> TASK
Find the word "medical" in the data, then copy each line where it is found.

Recorded data
____________

//! Reply-template catalogue: scenario-keyed variant lists.
//!
//! Every scenario maps to a named non-empty list of equivalent phrasings;
//! selection picks uniformly so repeated turns don't parrot the same line.
//! The randomness source is supplied by the caller, which keeps tests
//! deterministic via a seeded RNG.

use rand::seq::SliceRandom;
use rand::RngCore;
use serde::{Deserialize, Serialize};

/// A reply scenario: the key into the template table.
#[derive(Debug, Clone, Copy, PartialEq, Eq, Hash, Serialize, Deserialize)]
#[serde(rename_all = "snake_case")]
pub enum Scenario {
    GreetingFirst,
    GreetingAgain,
    SadInitial,
    SadRelationship,
    SadFamily,
    SadFriends,
    SadBullying,
    SadExam,
    SadWork,
    SadMoney,
    SadHealth,
    SadSelfEsteem,
    SadLonely,
    CryingSupport,
    StressAck,
    AnxietyAck,
    LowMoodAck,
    AnxietyStressCombo,
    HappyShare,
    HappyAchievement,
    Validation,
    Encouragement,
    TransitionResources,
    ThanksReply,
    GoodbyeReply,
    ListeningFallback,
}

impl Scenario {
    /// The variant list for this scenario. Always non-empty.
    pub fn variants(&self) -> &'static [&'static str] {
        match self {
            Self::GreetingFirst => &[
                "Hello! I'm MindMend, your mental health support companion. I'm here to listen to you without any judgment. How are you feeling today? 😊",
                "Hi there! I'm so glad you're here. I'm MindMend, and I'm here to support you through whatever you're going through. What's on your mind today? 💙",
                "Hey! Welcome to MindMend. This is a safe space for you to share anything. How are you doing right now? 🤗",
            ],
            Self::GreetingAgain => &[
                "Hello again! I'm here for you. How can I support you today? 😊",
                "Hi! Good to hear from you again. What would you like to talk about? 💬",
                "Hey! I'm all ears. What's going on with you? 🌟",
            ],
            Self::SadInitial => &[
                "I'm really sorry you're feeling sad right now. 😢 Your feelings are completely valid. Can you tell me what's making you feel this way? I'm here to listen.",
                "I hear you, and I'm here for you. Feeling sad is tough, and I want you to know you're not alone. What's been going on that's making you feel sad? 💙",
                "Thank you for sharing that with me. It takes courage to express when you're feeling down. Would you like to tell me what's causing these feelings? I'm listening. 🤗",
            ],
            Self::SadRelationship => &[
                "I'm so sorry you're going through relationship problems. 💔 Heartbreak and relationship conflicts are incredibly painful. Your feelings are completely valid. Remember, you deserve to be treated with love, respect, and kindness. Let me share some resources that can help you through this difficult time.",
                "Relationship pain is one of the deepest hurts we can experience. 😢 Whether it's a breakup, betrayal, or ongoing conflicts, these wounds take time to heal. You're not alone in this. I'm here to support you with helpful resources.",
            ],
            Self::SadFamily => &[
                "I'm sorry you're dealing with family problems. 👨‍👩‍👧 Family conflicts can be especially difficult. Your feelings are valid, and it's okay to feel hurt or frustrated. Remember, you can take care of yourself. Let me share some coping strategies and resources.",
                "Family problems are incredibly challenging. 😔 Whether it's conflicts with parents or siblings, these situations can feel overwhelming. You deserve peace. I have resources that can help you navigate this.",
            ],
            Self::SadFriends => &[
                "I'm so sorry your friends hurt you. 💔 Friendship problems can feel devastating. Being ignored or hurt by friends can shake our confidence. Please know that you deserve friends who value and respect you. Let me share some resources to help you cope.",
                "That's really hard. 😢 When our friends let us down, it can make us feel so alone. Remember, you are worthy of genuine, caring friendships. Let me provide you with some helpful resources and coping strategies.",
            ],
            Self::SadBullying => &[
                "I'm so sorry you're being bullied. 😔 Bullying is NOT okay, and it's NOT your fault. No one deserves to be treated that way. Please consider talking to a trusted adult, teacher, or counselor. Let me also share resources that can help you cope and protect yourself.",
                "Bullying is a form of abuse, and I want you to know that you don't deserve this treatment. 💙 You are valuable and worthy of respect. Please reach out to someone you trust. I'm also going to provide you with coping strategies and support resources.",
            ],
            Self::SadExam => &[
                "Exam pressure can be incredibly stressful. 📚 Remember, your worth isn't defined by your grades. You're so much more than a test score! Let me help you with some stress-relief techniques, study tips, and motivational resources.",
                "I hear you. Academic pressure is real. 😟 Many students go through this. Let me help you with some stress-relief techniques, study tips, and calming exercises that can make things feel more manageable.",
            ],
            Self::SadWork => &[
                "Work stress and office pressure can be exhausting. 😓 It's okay to feel overwhelmed. Your wellbeing matters more than any deadline. Let me share some stress management resources and quick relaxation techniques.",
                "I'm sorry you're dealing with work overload. Burnout is real. 💼 Remember to take breaks and be kind to yourself. Let me share some stress management resources, funny videos, and relaxation exercises.",
            ],
            Self::SadMoney => &[
                "Financial stress is incredibly challenging. 💰 Please know that your worth isn't determined by your bank account. Many people face financial difficulties. Let me share resources including stress-management techniques and support information.",
                "I'm sorry you're dealing with financial stress. 😔 Money problems can cause enormous anxiety. You're not alone in this. Let me provide coping strategies and helpful resources.",
            ],
            Self::SadHealth => &[
                "I'm sorry you're dealing with health issues. 🏥 Physical illness can deeply affect our mental health too. Please make sure you're seeing medical professionals. Let me also share mental health resources to support you through this difficult time.",
                "Health problems are so challenging. 😔 Dealing with illness or pain is exhausting. While I can't provide medical advice, I can offer mental health support resources to help you cope emotionally.",
            ],
            Self::SadSelfEsteem => &[
                "I'm so sorry you're feeling this way about yourself. 💙 Please know that you ARE good enough, worthy, and valuable - exactly as you are. You deserve self-compassion. Let me share resources to help build your self-esteem.",
                "Those feelings of worthlessness are symptoms of low self-esteem, not truth. 🌟 You have inherent value. Let me help you challenge those negative thoughts with coping strategies and professional resources.",
            ],
            Self::SadLonely => &[
                "I'm so sorry you're feeling lonely. 😔 Loneliness is incredibly painful. You matter, and you deserve connection and companionship. Let me share resources for building social connections and coping with loneliness.",
                "Feeling alone is one of the hardest experiences. 💙 Your feelings are valid, and reaching out shows courage. Let me provide resources and strategies to help you feel less isolated.",
            ],
            Self::CryingSupport => &[
                "I'm here with you. It's okay to cry - tears are a natural way to release emotion. 😢 Take your time. When you're ready, I'm here to listen.",
                "Crying is healing. 💙 Let it out. I'm right here with you. Would you like to share what's causing these tears?",
            ],
            Self::StressAck => &[
                "I hear that you're feeling stressed. 😰 Stress can affect everything - sleep, mood, and health. Can you tell me what's causing this stress? I have stress-relief resources that can help.",
                "Stress is your body's way of saying it's overwhelmed. 😓 What's been stressing you out? Let me provide you with stress-management techniques, breathing exercises, and calming resources.",
            ],
            Self::AnxietyAck => &[
                "I'm sorry you're experiencing anxiety. 😰 Anxiety can feel like your mind is racing. Can you tell me more about when you feel most anxious? I have anxiety-relief techniques including breathing exercises that can help immediately.",
                "Anxiety is so challenging. 💙 It can make you feel constantly worried. Please know that anxiety is treatable. I have resources specifically for managing anxious thoughts.",
            ],
            Self::LowMoodAck => &[
                "I'm sorry you're experiencing low mood. 😔 When we feel down or unmotivated, it can be hard to see things getting better. I have resources including mood-boosting activities and uplifting videos that can help.",
                "A persistent low mood can be draining. 💙 Sometimes we just feel down without knowing why. I have resources to help lift your mood and energy.",
            ],
            Self::AnxietyStressCombo => &[
                "Anxiety and stress together can feel overwhelming. 😰 But there are ways to break this cycle. Let me provide you with breathing exercises, stress-management techniques, and calming resources that address both.",
                "Dealing with both stress and anxiety is exhausting. 💙 The good news is that many techniques help with both. I have breathing exercises, grounding techniques, and calming videos that work for stress and anxiety.",
            ],
            Self::HappyShare => &[
                "That's wonderful to hear! 😊 I'm so happy you're feeling good! What's been going well for you? I'd love to celebrate this moment with you! ✨",
                "Yay! I love hearing that you're happy! 🎉 What's bringing you joy today? Tell me all about it!",
            ],
            Self::HappyAchievement => &[
                "Congratulations on your good marks! 🎊 You worked hard for this! This is proof of your dedication. I'm so proud of you! 🌟",
                "That's amazing! Good grades are the result of your hard work! 📚✨ You should feel really proud! 💪",
            ],
            Self::Validation => &[
                "What you're feeling is completely valid and normal. You're not alone in this. 💙",
                "Your emotions matter, and acknowledging them shows strength. 🌟",
                "Thank you for trusting me. What you're going through is significant, and you deserve support. 🫂",
            ],
            Self::Encouragement => &[
                "You're stronger than you think, and you can work through this. 💪",
                "Remember, difficult times don't last forever. You've survived 100% of your worst days. 🌈",
                "You took an important step by reaching out. That shows courage. 🌟",
            ],
            Self::TransitionResources => &[
                "Based on what you've shared, I have helpful resources - calming exercises, motivational videos (including funny ones!), and professional support options. These can really help. 🌈",
                "Let me help you with practical tools! I have breathing exercises, YouTube videos for relaxation and motivation, and helpful articles. 💙",
            ],
            Self::ThanksReply => &[
                "You're very welcome! 😊 I'm here whenever you need support. Take care of yourself! 💙",
                "I'm glad I could help! 🌟 Feel free to come back anytime. You're doing great! 🤗",
            ],
            Self::GoodbyeReply => &[
                "Take care! 💙 Remember, I'm here 24/7 whenever you need support. You're not alone. Goodbye for now! 🌈",
                "Goodbye! 👋 Please be kind to yourself. You're strong and capable. Stay well! ✨",
            ],
            Self::ListeningFallback => &[
                "I'm here to listen. Would you like to share more about how you're feeling? I'm here to support you. 💙",
            ],
        }
    }
}

/// The full template table with uniform variant selection.
#[derive(Debug, Clone, Copy, Default)]
pub struct ResponseCatalogue;

impl ResponseCatalogue {
    pub fn new() -> Self {
        Self
    }

    /// Pick one variant uniformly at random.
    pub fn pick(&self, scenario: Scenario, rng: &mut dyn RngCore) -> &'static str {
        scenario
            .variants()
            .choose(&mut *rng)
            .copied()
            .unwrap_or("I'm here to listen.")
    }
}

____________

> ANSWER BELOW
                "I'm sorry you're dealing with health issues. 🏥 Physical illness can deeply affect our mental health too. Please make sure you're seeing medical professionals. Let me also share mental health resources to support you through this difficult time.",
                "Health problems are so challenging. 😔 Dealing with illness or pain is exhausting. While I can't provide medical advice, I can offer mental health support resources to help you cope emotionally.",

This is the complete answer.